Return every line from the records below that has the word "ServicesHandle".

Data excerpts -

⁂

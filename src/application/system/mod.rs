use anyhow::Result;
use std::sync::Arc;
use tokio::sync::{mpsc, watch};
use tracing::{error, info};

pub mod shutdown_service;

use crate::application::bootstrap::{
    persistence::{PersistenceBootstrap, PersistenceHandle},
    services::{ServicesBootstrap, ServicesHandle},
};
use crate::application::ingestion::IngestionSupervisor;
use crate::application::pipeline::ExecutionPipeline;
use crate::application::system::shutdown_service::ShutdownService;
use crate::config::Config;
use crate::infrastructure::binance_ws::BinanceKlineStream;

/// Handle returned once the background tasks are running. Holding it keeps
/// the tasks alive; dropping it does not stop them — call `shutdown` for that.
pub struct SystemHandle {
    shutdown: ShutdownService,
}

impl SystemHandle {
    pub async fn shutdown(self) {
        self.shutdown.shutdown().await;
    }
}

pub struct Application {
    pub config: Config,
    pub persistence: PersistenceHandle,
    pub services: ServicesHandle,
}

impl Application {
    pub async fn build(config: Config) -> Result<Self> {
        info!(symbol = %config.symbol, interval = %config.interval, "building application");

        let persistence = PersistenceBootstrap::init(&config).await?;
        let services = ServicesBootstrap::init(&config).await?;

        Ok(Self { config, persistence, services })
    }

    /// Spawns the ingestion websocket task and the execution pipeline poll
    /// loop, wires them to a shared stop signal, and registers a ctrl-c
    /// handler that triggers a coordinated shutdown.
    pub async fn start(self) -> Result<SystemHandle> {
        let (stop_tx, stop_rx) = watch::channel(false);
        let (candle_tx, candle_rx) = mpsc::channel(1000);

        let stream = BinanceKlineStream::new(
            self.config.feed_ws_base_url.clone(),
            self.config.symbol.clone(),
            self.config.interval.clone(),
            self.config.ws_reconnect_initial_backoff,
            self.config.ws_reconnect_max_backoff,
            self.config.ws_ping_interval,
            self.config.ws_open_timeout,
        );
        let ws_stop_rx = stop_rx.clone();
        let ws_handle = tokio::spawn(async move {
            stream.run(candle_tx, ws_stop_rx).await;
        });

        let supervisor = IngestionSupervisor::new(
            self.persistence.candle_repository.clone(),
            self.persistence.stream_offset_repository.clone(),
            self.persistence.indicator_set_repository.clone(),
            self.persistence.indicator_repository.clone(),
            self.persistence.strategy_repository.clone(),
            self.persistence.episode_repository.clone(),
            self.persistence.signal_repository.clone(),
            self.services.vault.clone(),
        );
        let stream_key = self.config.stream_key();
        let ingestion_handle = tokio::spawn(async move {
            supervisor.run(candle_rx, stream_key).await;
        });

        let pipeline = ExecutionPipeline::new(
            self.services.vault.clone(),
            self.config.max_retries,
            self.config.base_backoff,
        );
        let signal_repository = self.persistence.signal_repository.clone();
        let poll_interval = self.config.pipeline_poll_interval;
        let batch_size = self.config.pipeline_batch_size;
        let mut pipeline_stop_rx = stop_rx.clone();
        let pipeline_handle = tokio::spawn(async move {
            let mut ticker = tokio::time::interval(poll_interval);
            loop {
                tokio::select! {
                    _ = ticker.tick() => {
                        if let Err(e) = pipeline.execute_once(signal_repository.as_ref(), batch_size).await {
                            error!(error = %e, "execution pipeline cycle failed");
                        }
                    }
                    _ = pipeline_stop_rx.changed() => {
                        if *pipeline_stop_rx.borrow() {
                            break;
                        }
                    }
                }
            }
        });

        let shutdown = ShutdownService::new(
            stop_tx,
            vec![
                ("ingestion_websocket", ws_handle, std::time::Duration::from_secs(5)),
                ("ingestion_supervisor", ingestion_handle, std::time::Duration::from_secs(10)),
                ("execution_pipeline", pipeline_handle, std::time::Duration::from_secs(10)),
            ],
        );

        Ok(SystemHandle { shutdown })
    }
}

⁂

RESULT -
    services::{ServicesBootstrap, ServicesHandle},
    pub services: ServicesHandle,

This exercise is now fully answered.